Anaheim Splash
- Founded: 1994
- Dissolved: 1997
- Ground: Arrowhead Pond of Anaheim
- Capacity: 17,163
- League: Continental Indoor Soccer League

= Anaheim Splash =

The Anaheim Splash was a U.S. indoor soccer team that played in the Continental Indoor Soccer League (CISL). It was founded in 1992 as the Los Angeles United, but was sold after the season. The new ownership moved the team to Anaheim, California and renamed it the Anaheim Splash. The team folded in 1997, along with the CISL.

==Los Angeles United==
In the fall of 1992, Jerry Buss, owner of the Los Angeles Lakers, was instrumental in the founding of the CISL. On August 19, 1992, he was awarded a franchise named Los Angeles United. The team played in the Great Western Forum in Inglewood, California, which was also owned by Buss. The team went 6–22, drawing an average of less than 2,000 fans per game. At the end of the season, Buss sold the team to Ogden Facility Management.

==Ownership==
- Jerry Buss (1993)
- Ogden Facility Management (1994–96)
- The Anaheim Splash, Inc. (1996–97)

==Staff==
- USA Gary Sparks – Managing Partner (1996–97)
- USA Don Ebert – General Manager (1996)
- USA Tim Ryan – General Manager (1994–96)
- USA Steve Samaha – General Manager (1997)
- USA Tim Orchard – Co-Governor / Player Personnel Manager (1994–96)
- USA Brad Mayne = Co-Governor (1994–96)

===Year-by-year===

| Year | Record | Regular season | Playoffs | Avg. attendance |
|---|---|---|---|---|
| 1993 | 6–22 | 7th | Out of playoffs | 1,913 |

===Coach===
- USA George Fernandez (1994–95)
- SCO Ian Fulton (1996)
- USA Dale Ervine (1997)
- USA Mike Fox – Assistant Coach

==Anaheim Splash==
When Ogden Facility Management purchased Los Angeles United, they moved the team to the Arrowhead Pond of Anaheim and renamed the team the Anaheim Splash to capitalize on the name of the team’s arena.
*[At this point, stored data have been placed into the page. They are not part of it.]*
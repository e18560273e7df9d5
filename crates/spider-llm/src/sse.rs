//! Shared SSE -> [`ChunkStream`] adapter.

use eventsource_stream::Eventsource;
use futures_util::StreamExt;
use reqwest::Response;

use crate::transport::{ChunkStream, Result, TransportError};
use crate::types::StreamChunk;

fn to_stream_error(err: TransportError) -> TransportError {
    match err {
        TransportError::Stream(msg) => TransportError::Stream(msg),
        other => TransportError::Stream(other.to_string()),
    }
}

/// Convert an SSE HTTP [`Response`] into a [`ChunkStream`].
///
/// `handler` receives each event's data payload and can either:
/// - return `Ok(Some(chunk))` to emit a chunk
/// - return `Ok(None)` to skip an event
/// - return `Err(_)` to emit a stream error (mapped to `TransportError::Stream`)
pub fn chunk_stream_from_sse<H>(response: Response, mut handler: H) -> ChunkStream
where
    H: FnMut(&str) -> Result<Option<StreamChunk>> + Send + 'static,
{
    let stream = response
        .bytes_stream()
        .eventsource()
        .map(move |event| {
            let event = event.map_err(|e| TransportError::Stream(e.to_string()))?;
            handler(event.data.as_str()).map_err(to_stream_error)
        })
        .filter_map(|result| async move {
            match result {
                Ok(Some(chunk)) => Some(Ok(chunk)),
                Ok(None) => None,
                Err(err) => Some(Err(err)),
            }
        });

    Box::pin(stream)
}

#[cfg(test)]
mod tests {
    use super::*;
    use futures_util::StreamExt;
    use wiremock::matchers::{method, path};
    use wiremock::{Mock, MockServer, ResponseTemplate};

    fn network_tests_disabled() -> bool {
        std::env::var_os("CODEX_SANDBOX_NETWORK_DISABLED").is_some()
    }

    #[tokio::test]
    async fn chunk_stream_filters_skipped_events() {
        if network_tests_disabled() {
            return;
        }

        let mock_server = MockServer::start().await;

        let sse_body = concat!(
            "data: hello\n",
            "\n",
            "data: skip\n",
            "\n",
            "data: world\n",
            "\n",
        );

        Mock::given(method("GET"))
            .and(path("/sse"))
            .respond_with(
                ResponseTemplate::new(200)
                    .insert_header("content-type", "text/event-stream")
                    .set_body_string(sse_body),
            )
            .mount(&mock_server)
            .await;

        let response = reqwest::Client::new()
            .get(format!("{}/sse", mock_server.uri()))
            .send()
            .await
            .expect("response");

        let mut stream = chunk_stream_from_sse(response, |data| {
            if data == "skip" {
                return Ok(None);
            }
            Ok(Some(StreamChunk::Token(data.to_string())))
        });

        let mut out = Vec::new();
        while let Some(item) = stream.next().await {
            out.push(item.expect("chunk"));
        }

        assert_eq!(
            out,
            vec![
                StreamChunk::Token("hello".to_string()),
                StreamChunk::Token("world".to_string()),
            ]
        );
    }

    #[tokio::test]
    async fn handler_errors_map_to_stream_error() {
        if network_tests_disabled() {
            return;
        }

        let mock_server = MockServer::start().await;

        let sse_body = concat!("data: boom\n", "\n");

        Mock::given(method("GET"))
            .and(path("/sse"))
            .respond_with(
                ResponseTemplate::new(200)
                    .insert_header("content-type", "text/event-stream")
                    .set_body_string(sse_body),
            )
            .mount(&mock_server)
            .await;

        let response = reqwest::Client::new()
            .get(format!("{}/sse", mock_server.uri()))
            .send()
            .await
            .expect("response");

        let mut stream = chunk_stream_from_sse(response, |data| {
            Err(TransportError::Api(format!("bad payload: {data}")))
        });

        let item = stream.next().await.expect("item");
        assert!(matches!(item, Err(TransportError::Stream(msg)) if msg.contains("boom")));
    }
}
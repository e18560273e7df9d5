use std::collections::BTreeMap;

use serde::{Deserialize, Serialize};

/// Shape of a single declared parameter.
#[derive(Debug, Clone, Serialize, Deserialize, PartialEq, Eq)]
pub struct ParameterSpec {
    #[serde(rename = "type")]
    pub param_type: String,
    pub description: String,
    /// Closed set of accepted values, when the parameter is an enumeration.
    #[serde(rename = "enum", skip_serializing_if = "Option::is_none")]
    pub allowed_values: Option<Vec<String>>,
}

impl ParameterSpec {
    pub fn string(description: impl Into<String>) -> Self {
        Self {
            param_type: "string".to_string(),
            description: description.into(),
            allowed_values: None,
        }
    }

    pub fn string_enum(
        description: impl Into<String>,
        allowed_values: impl IntoIterator<Item = impl Into<String>>,
    ) -> Self {
        Self {
            param_type: "string".to_string(),
            description: description.into(),
            allowed_values: Some(allowed_values.into_iter().map(Into::into).collect()),
        }
    }
}

/// JSON-schema-style parameter object advertised to the model.
#[derive(Debug, Clone, Serialize, Deserialize, PartialEq, Eq)]
pub struct ParametersSchema {
    #[serde(rename = "type")]
    pub schema_type: String,
    pub properties: BTreeMap<String, ParameterSpec>,
    pub required: Vec<String>,
}

impl ParametersSchema {
    pub fn object(properties: BTreeMap<String, ParameterSpec>, required: Vec<String>) -> Self {
        Self {
            schema_type: "object".to_string(),
            properties,
            required,
        }
    }
}

/// Schema exported for one registered capability.
#[derive(Debug, Clone, Serialize, Deserialize, PartialEq, Eq)]
pub struct FunctionSchema {
    pub name: String,
    pub description: String,
    pub parameters: ParametersSchema,
}

#[cfg(test)]
mod tests {
    use super::*;

    #[test]
    fn schema_serializes_to_wire_shape() {
        let mut properties = BTreeMap::new();
        properties.insert(
            "unit".to_string(),
            ParameterSpec::string_enum("Temperature unit", ["celsius", "fahrenheit"]),
        );

        let schema = FunctionSchema {
            name: "get_weather".to_string(),
            description: "Get the current weather".to_string(),
            parameters: ParametersSchema::object(properties, vec!["unit".to_string()]),
        };

        let value = serde_json::to_value(&schema).expect("serialize");

        assert_eq!(value["name"], "get_weather");
        assert_eq!(value["parameters"]["type"], "object");
        assert_eq!(value["parameters"]["properties"]["unit"]["type"], "string");
        assert_eq!(
            value["parameters"]["properties"]["unit"]["enum"][0],
            "celsius"
        );
        assert_eq!(value["parameters"]["required"][0], "unit");
    }
}
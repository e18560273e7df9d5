use std::sync::Arc;

use spider_core::{CharRatioEstimator, SharedEstimator};

/// Configuration for a conversation session.
///
/// Every value is explicit at construction time; nothing reads process-wide
/// mutable defaults.
#[derive(Clone)]
pub struct SessionConfig {
    /// Model identifier passed to the transport.
    pub model: String,
    /// Budget (in estimator units) for system prompt + history + pending input.
    pub max_history_budget: u32,
    /// Default focus-mode flag; individual calls may override it.
    pub focus_mode: bool,
    /// Upper bound on CALL<->DECIDE iterations within one chat call.
    pub max_function_rounds: usize,
    /// Estimator used for history selection.
    pub estimator: SharedEstimator,
}

impl Default for SessionConfig {
    fn default() -> Self {
        Self {
            model: "gpt-4-turbo-preview".to_string(),
            max_history_budget: 4000,
            focus_mode: false,
            max_function_rounds: 10,
            estimator: Arc::new(CharRatioEstimator::default()),
        }
    }
}
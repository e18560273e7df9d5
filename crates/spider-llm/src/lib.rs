//! spider-llm - LLM transport boundary
//!
//! Defines the [`ChatTransport`] trait the session core depends on, the
//! OpenAI-compatible wire protocol helpers, a shared SSE stream adapter, and
//! the [`OpenAiTransport`] implementation with bounded transient retry.

pub mod openai;
pub mod protocol;
pub mod sse;
pub mod transport;
pub mod types;

pub use openai::{OpenAiConfig, OpenAiTransport};
pub use transport::{ChatTransport, ChunkStream, Result, TransportError};
pub use types::{Completion, StreamChunk};
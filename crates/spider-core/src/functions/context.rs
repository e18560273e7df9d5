use std::any::{Any, TypeId};
use std::collections::HashMap;
use std::sync::Arc;

/// Shared context passed to every capability handler invocation.
///
/// The embedding application seeds this once at registry build time; handlers
/// look up whatever shared collaborators they need by type. Entries are
/// shared, never owned by the handlers.
#[derive(Default, Clone)]
pub struct FunctionContext {
    entries: HashMap<TypeId, Arc<dyn Any + Send + Sync>>,
}

impl FunctionContext {
    pub fn new() -> Self {
        Self::default()
    }

    pub fn insert<T: Send + Sync + 'static>(&mut self, value: T) {
        self.entries.insert(TypeId::of::<T>(), Arc::new(value));
    }

    /// Builder-style insert for construction sites.
    pub fn with<T: Send + Sync + 'static>(mut self, value: T) -> Self {
        self.insert(value);
        self
    }

    pub fn get<T: Send + Sync + 'static>(&self) -> Option<Arc<T>> {
        self.entries
            .get(&TypeId::of::<T>())
            .cloned()
            .and_then(|entry| entry.downcast::<T>().ok())
    }

    pub fn contains<T: Send + Sync + 'static>(&self) -> bool {
        self.entries.contains_key(&TypeId::of::<T>())
    }
}
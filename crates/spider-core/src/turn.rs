use chrono::{DateTime, Utc};
use serde::{Deserialize, Serialize};
use uuid::Uuid;

#[derive(Debug, Clone, Copy, Serialize, Deserialize, PartialEq, Eq)]
#[serde(rename_all = "lowercase")]
pub enum Role {
    System,
    User,
    Assistant,
    Function,
}

/// A model-issued request to call a named capability.
#[derive(Debug, Clone, Serialize, Deserialize, PartialEq)]
pub struct FunctionInvocation {
    pub name: String,
    pub arguments: serde_json::Value,
}

impl FunctionInvocation {
    pub fn new(name: impl Into<String>, arguments: serde_json::Value) -> Self {
        Self {
            name: name.into(),
            arguments,
        }
    }
}

/// One message in the conversation log.
///
/// Assistant turns carry either `content` or a `function_call`, never both
/// meaningfully; function-result turns always carry `function_name` plus the
/// serialized result in `content`.
#[derive(Debug, Clone, Serialize, Deserialize)]
pub struct Turn {
    #[serde(default = "generate_id", skip_serializing_if = "String::is_empty")]
    pub id: String,
    pub role: Role,
    pub content: String,
    #[serde(skip_serializing_if = "Option::is_none")]
    pub function_call: Option<FunctionInvocation>,
    #[serde(skip_serializing_if = "Option::is_none")]
    pub function_name: Option<String>,
    #[serde(default = "Utc::now")]
    pub created_at: DateTime<Utc>,
}

fn generate_id() -> String {
    Uuid::new_v4().to_string()
}

impl Turn {
    pub fn system(content: impl Into<String>) -> Self {
        Self {
            id: generate_id(),
            role: Role::System,
            content: content.into(),
            function_call: None,
            function_name: None,
            created_at: Utc::now(),
        }
    }

    pub fn user(content: impl Into<String>) -> Self {
        Self {
            id: generate_id(),
            role: Role::User,
            content: content.into(),
            function_call: None,
            function_name: None,
            created_at: Utc::now(),
        }
    }

    pub fn assistant(content: impl Into<String>) -> Self {
        Self {
            id: generate_id(),
            role: Role::Assistant,
            content: content.into(),
            function_call: None,
            function_name: None,
            created_at: Utc::now(),
        }
    }

    /// Assistant turn that requests a capability instead of answering.
    pub fn assistant_call(call: FunctionInvocation) -> Self {
        Self {
            id: generate_id(),
            role: Role::Assistant,
            content: String::new(),
            function_call: Some(call),
            function_name: None,
            created_at: Utc::now(),
        }
    }

    pub fn function_result(name: impl Into<String>, content: impl Into<String>) -> Self {
        Self {
            id: generate_id(),
            role: Role::Function,
            content: content.into(),
            function_call: None,
            function_name: Some(name.into()),
            created_at: Utc::now(),
        }
    }

    pub fn is_function_call(&self) -> bool {
        self.function_call.is_some()
    }
}
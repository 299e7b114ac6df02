//! Render templates and the variant binding mechanism.
//!
//! A base [`RenderTemplate`] is authored once per story; every declared
//! variant gets an independent [`BoundTemplate`] derived from it via
//! [`RenderTemplate::bind`]. Each bound template owns its own default
//! [`ArgumentSet`], so specializing or later reassigning one variant's
//! defaults never leaks into the base or into sibling variants.

use std::fmt;
use std::sync::Arc;

use serde::Serialize;

use crate::args::ArgumentSet;

/// Capability contract for component references: the catalog only needs
/// a component to be invocable with an [`ArgumentSet`]. Prop schemas and
/// control inference stay with the preview host.
pub trait Component: Send + Sync {
    /// Display name, used in the rendered descriptor.
    fn name(&self) -> &str;

    /// Produce renderable output for the given arguments.
    fn invoke(&self, args: &ArgumentSet) -> RenderOutput;
}

/// Shared handle to a component reference.
pub type ComponentRef = Arc<dyn Component>;

/// Concrete renderable descriptor handed to the preview host: which
/// component to mount and the final merged arguments.
#[derive(Debug, Clone, PartialEq, Serialize)]
pub struct RenderOutput {
    pub component: String,
    pub args: ArgumentSet,
}

impl RenderOutput {
    pub fn new(component: impl Into<String>, args: ArgumentSet) -> Self {
        Self {
            component: component.into(),
            args,
        }
    }
}

type RenderFn = Arc<dyn Fn(&dyn Component, &ArgumentSet) -> RenderOutput + Send + Sync>;

/// An opaque render function of (component, arguments) -> output.
///
/// Cloning is cheap; the underlying closure is immutable and shared.
#[derive(Clone)]
pub struct RenderTemplate {
    render: RenderFn,
}

impl RenderTemplate {
    pub fn new<F>(render: F) -> Self
    where
        F: Fn(&dyn Component, &ArgumentSet) -> RenderOutput + Send + Sync + 'static,
    {
        Self {
            render: Arc::new(render),
        }
    }

    /// The canonical template: forward all arguments straight to the
    /// component, i.e. `(args) => <Component {...args} />`.
    pub fn passthrough() -> Self {
        Self::new(|component, args| component.invoke(args))
    }

    /// Derive an independent variant template carrying `defaults` as its
    /// argument overlay. Never mutates `self` or earlier derivations.
    pub fn bind(&self, defaults: ArgumentSet) -> BoundTemplate {
        BoundTemplate {
            base: Arc::clone(&self.render),
            defaults,
        }
    }

    /// Evaluate the base template directly, with no default overlay.
    pub fn render(&self, component: &dyn Component, args: &ArgumentSet) -> RenderOutput {
        (self.render)(component, args)
    }
}

impl fmt::Debug for RenderTemplate {
    fn fmt(&self, f: &mut fmt::Formatter<'_>) -> fmt::Result {
        f.debug_struct("RenderTemplate").finish_non_exhaustive()
    }
}

/// A derived render template: the base render function plus this
/// variant's own default arguments.
#[derive(Clone)]
pub struct BoundTemplate {
    base: RenderFn,
    defaults: ArgumentSet,
}

impl BoundTemplate {
    pub fn defaults(&self) -> &ArgumentSet {
        &self.defaults
    }

    /// Reassign this variant's defaults slot. Only this bound template is
    /// affected; the base and sibling derivations keep their own sets.
    pub fn set_defaults(&mut self, defaults: ArgumentSet) {
        self.defaults = defaults;
    }

    /// Evaluate the base template with `defaults` merged under the
    /// caller-supplied `runtime` set (runtime wins on shared keys).
    pub fn render(&self, component: &dyn Component, runtime: &ArgumentSet) -> RenderOutput {
        let merged = self.defaults.merged_with(runtime);
        (self.base)(component, &merged)
    }
}

impl fmt::Debug for BoundTemplate {
    fn fmt(&self, f: &mut fmt::Formatter<'_>) -> fmt::Result {
        f.debug_struct("BoundTemplate")
            .field("defaults", &self.defaults)
            .finish_non_exhaustive()
    }
}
The team saw an immediate turn around on the field, going 20–8 and losing to the Las Vegas Dustdevils in the playoff semifinals. In 1995, the CISL rearranged the teams, moving Anaheim to the Southern Division. Anaheim again won the division title before losing in the semifinals, this time to the Sacramento Knights. In 1996, the league began losing teams, leading to another readjustment of the teams, with the Splash returning to the Western Division, placing second in the division, but losing to the quarterfinals. In 1997, the Splash again finished second in the division, but lost in the second round to the Sacramento Knights. The CISL and Anaheim Splash both folded on December 23, 1997. During its four seasons in Anaheim, the Splash averaged 6,393 per game. The Splash also averaged 6,822 per game in the playoffs.

===Year-by-year===

| Year | Record | Regular season | Playoffs | Avg. attendance |
| 1994 | 20–8 | 1st Western | Semifinal | 4,688 |
| 1995 | 17–11 | 1st Southern | Semifinal | 8,429 |
| 1996 | 15–13 | 2nd Western | Quarterfinal | 6,112 |
| 1997 | 16–12 | 2nd Western | Second round | 6,343 |
| 4 | 68–44 | – | – | 6,393 |
| with Los Angeles |  |  |  |
| 5 | 74–66 | – | – | 5,497 |

===Honor===
Coach of the Year
- 1994: George Fernandez

Defender of the Year
- 1994: Ralph Black

Goalkeeper of the Year
- 1995: Jorge Valenzuela

First Team All Star
- 1994: Ralph Black
- 1995: Sean Bowers

==Radio broadcasts==
Joe Tutino called Splash games on KPLS radio in the 1994 and '95 seasons. Tutino, who was then a production assistant and update reader on "XTRA Sports 690," has gone on to a long career as the Los Angeles Galaxy's English-language announcer.